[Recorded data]

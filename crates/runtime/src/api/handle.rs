//! Cloneable façade for issuing commands to the runtime.
//!
//! [`RuntimeHandle`] hides channel plumbing and offers async helpers for
//! driving combatants or streaming events from specific topics.
use std::collections::HashMap;

use glam::Vec3;
use tokio::sync::{broadcast, mpsc, oneshot};

use combat_core::{
    AbilityId, AbilityTarget, EffectKind, EffectOutcome, EffectParams, EntityId, RequestOutcome, UpdateSummary,
};

use super::errors::{Result, RuntimeError};
use super::types::{EntitySnapshot, SpawnSpec};
use crate::events::{Event, EventBus, Topic};
use crate::workers::Command;

/// Client-facing handle to interact with the runtime
#[derive(Clone)]
pub struct RuntimeHandle {
    command_tx: mpsc::Sender<Command>,
    event_bus: EventBus,
}

impl RuntimeHandle {
    pub(crate) fn new(command_tx: mpsc::Sender<Command>, event_bus: EventBus) -> Self {
        Self {
            command_tx,
            event_bus,
        }
    }

    async fn call<T>(&self, command: impl FnOnce(oneshot::Sender<T>) -> Command) -> Result<T> {
        let (reply_tx, reply_rx) = oneshot::channel();

        self.command_tx
            .send(command(reply_tx))
            .await
            .map_err(|_| RuntimeError::CommandChannelClosed)?;

        reply_rx.await.map_err(RuntimeError::ReplyChannelClosed)
    }

    /// Spawn a combatant and grant its abilities
    pub async fn spawn(&self, spec: SpawnSpec) -> Result<EntityId> {
        self.call(|reply| Command::Spawn { spec, reply }).await?
    }

    pub async fn despawn(&self, entity: EntityId) -> Result<()> {
        self.call(|reply| Command::Despawn { entity, reply }).await?
    }

    pub async fn grant(&self, entity: EntityId, ability: impl Into<AbilityId>) -> Result<()> {
        let ability = ability.into();
        self.call(|reply| Command::Grant { entity, ability, reply }).await?
    }

    /// Ask `entity` to use `ability`
    ///
    /// Instant abilities resolve before this returns; cast abilities report
    /// when they will finish.
    pub async fn request_ability(
        &self,
        entity: EntityId,
        ability: impl Into<AbilityId>,
        target: AbilityTarget,
    ) -> Result<RequestOutcome> {
        let ability = ability.into();
        self.call(|reply| Command::RequestAbility {
            entity,
            ability,
            target,
            reply,
        })
        .await?
    }

    /// Interrupt the current cast, returning the interrupted ability
    pub async fn interrupt(&self, entity: EntityId) -> Result<AbilityId> {
        self.call(|reply| Command::Interrupt { entity, reply }).await?
    }

    pub async fn move_entity(&self, entity: EntityId, position: Vec3, facing: Option<Vec3>) -> Result<()> {
        self.call(|reply| Command::Move {
            entity,
            position,
            facing,
            reply,
        })
        .await?
    }

    /// Run a single effect outside any ability
    pub async fn execute_effect(&self, kind: EffectKind, params: EffectParams) -> Result<EffectOutcome> {
        let params = Box::new(params);
        self.call(|reply| Command::ExecuteEffect { kind, params, reply })
            .await?
    }

    /// Query one entity (read-only snapshot)
    pub async fn query_entity(&self, entity: EntityId) -> Result<EntitySnapshot> {
        self.call(|reply| Command::QueryEntity { entity, reply })
            .await?
            .ok_or(RuntimeError::EntityNotFound(entity))
    }

    /// Force an update without waiting for the next heartbeat
    pub async fn update(&self) -> Result<UpdateSummary> {
        self.call(|reply| Command::Update { reply }).await
    }

    /// Subscribe to events from a specific topic
    ///
    /// # Example
    ///
    /// ```rust,ignore
    /// use combat_runtime::Topic;
    ///
    /// let mut combat_rx = handle.subscribe(Topic::Combat);
    /// while let Ok(event) = combat_rx.recv().await {
    ///     println!("{}", event.name());
    /// }
    /// ```
    pub fn subscribe(&self, topic: Topic) -> broadcast::Receiver<Event> {
        self.event_bus.subscribe(topic)
    }

    /// Subscribe to multiple topics at once
    pub fn subscribe_multiple(&self, topics: &[Topic]) -> HashMap<Topic, broadcast::Receiver<Event>> {
        self.event_bus.subscribe_multiple(topics)
    }

    /// Get a reference to the event bus for advanced usage
    pub fn event_bus(&self) -> &EventBus {
        &self.event_bus
    }

    pub(crate) async fn request_shutdown(&self) -> Result<()> {
        self.command_tx
            .send(Command::Shutdown)
            .await
            .map_err(|_| RuntimeError::CommandChannelClosed)
    }
}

Brief >> Wherever a line of the records above contains the string "topics", copy that line out.

Answer area >>
//! driving combatants or streaming events from specific topics.
    /// Subscribe to multiple topics at once
    pub fn subscribe_multiple(&self, topics: &[Topic]) -> HashMap<Topic, broadcast::Receiver<Event>> {
        self.event_bus.subscribe_multiple(topics)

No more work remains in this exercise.